Sunday, June 29, 2014

Four Shopping Tips to Keep a Healthy Bank Account

Photo Credit: In My Own Style
Contrary to Carrie Bradshaw's infamous line on Sex in the City, I don't like to see all of my money hanging in my closet. It's not going to do me much good if I have a closet full of amazing clothes but I can't afford to go anywhere in them. Unfortunately, I had to learn this lesson through trial and error. After having a "see, want, buy" mentality in college, I would end up with pieces that I never wore or wore just once. I wouldn't stop to think about whether I would still like this piece in six months or if it would even last that long.  Fortunately, my shopping habits have since changed and I now know how and when to shop to keep both my wardrobe and bank account full.

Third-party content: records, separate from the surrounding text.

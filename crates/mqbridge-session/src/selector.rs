//! ---
//! mqb_section: "04-session-core"
//! mqb_subsection: "module"
//! mqb_type: "source"
//! mqb_scope: "code"
//! mqb_description: "Session, consumer, and producer delivery core."
//! mqb_version: "v0.1.0"
//! mqb_owner: "tbd"
//! ---
//! Plug-in point for message selectors.
//!
//! The bridge treats selector strings as opaque. A connection built without
//! an evaluator refuses consumers that carry one.
use crate::message::Message;
use crate::Result;

/// Decides whether a message matches a consumer's selector.
pub trait SelectorEvaluator: Send + Sync {
    /// Reject a selector at consumer creation. Accepts everything by default.
    fn validate(&self, _selector: &str) -> Result<()> {
        Ok(())
    }

    /// Whether `message` should be delivered to a consumer created with `selector`.
    fn matches(&self, message: &Message, selector: &str) -> Result<bool>;
}

impl<F> SelectorEvaluator for F
where
    F: Fn(&Message, &str) -> bool + Send + Sync,
{
    fn matches(&self, message: &Message, selector: &str) -> Result<bool> {
        Ok(self(message, selector))
    }
}

#[cfg(test)]
mod tests {
    use super::*;
    use crate::message::PropertyValue;

    #[test]
    fn closures_act_as_evaluators() {
        let evaluator = |message: &Message, selector: &str| {
            message.property("region") == Some(&PropertyValue::String(selector.to_owned()))
        };
        let eu = Message::text("x").with_property("region", "eu");
        assert!(evaluator.matches(&eu, "eu").unwrap());
        assert!(!evaluator.matches(&eu, "us").unwrap());
        evaluator.validate("anything").unwrap();
    }
}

  • Wait. The reason is twofold.
    • Often times we have an initial attraction to a piece and we feel as though we have to get it now. However, if we wait a week or two, that excitement may subside. The idea here is to give yourself time to get past that initial excitement period. If you still really like the item a month later, then chances are it's not just a phase. I give myself at least two weeks before committing to an online purchase (most of my shopping is done online). If it's gone by then, hey I'll live.
    • It may go on sale. Nothing irks me more than paying retail for an item that goes on sale a couple weeks later. A little patience could save you 20, 30, maybe even 50 percent off. 
  • Get to know the sale schedules at your favorite stores. Places like Nordstrom have their anniversary sale at specific times each year. Get to know these schedules and choose to shop during these times. Also, mark off the major holidays - Memorial Day, 4th of July (which is coming up soon!), Labor Day, Thanksgiving, and Christmas. Most stores do big sales during these times. I plan my shopping during these windows to maximize savings. 
  • Think about the cost per wear of a purchase. Cost per wear is simply taking the cost of an item and dividing that by how frequently you'll wear the item in a given period. I have this denim top that I love. I got it from Topshop a few years ago and it cost me 60 dollars. Now 60 dollars may seem expensive for a top but this top is extremely versatile. I can wear it with multiple pieces in my wardrobe and it's neutral enough where I can get away with wearing it multiple times in a month (and I do). This makes the cost per wear low. For pieces with more distinctive patterns or prints, or items that I know I won't wear as often, I won't spend as much on them to keep the cost per wear lower.
  • Set your own price. More recently I've begun to make up a price based on how much I think an item is worth. I base this off of the quality of the fabric used to make the garment, how much I think I'll wear it, and whether it's a staple piece or more trendy. Once I've decided how much I think it's worth, I'll compare that to what the retailer is asking for it. If their price is higher than mine than it's a no go. I'll either wait until the price comes down or just forget about it.

These are just some of the tips I use to make sure that I'm spending my money wisely. What tips do you use to help you shop smarter? Tell me in the comments!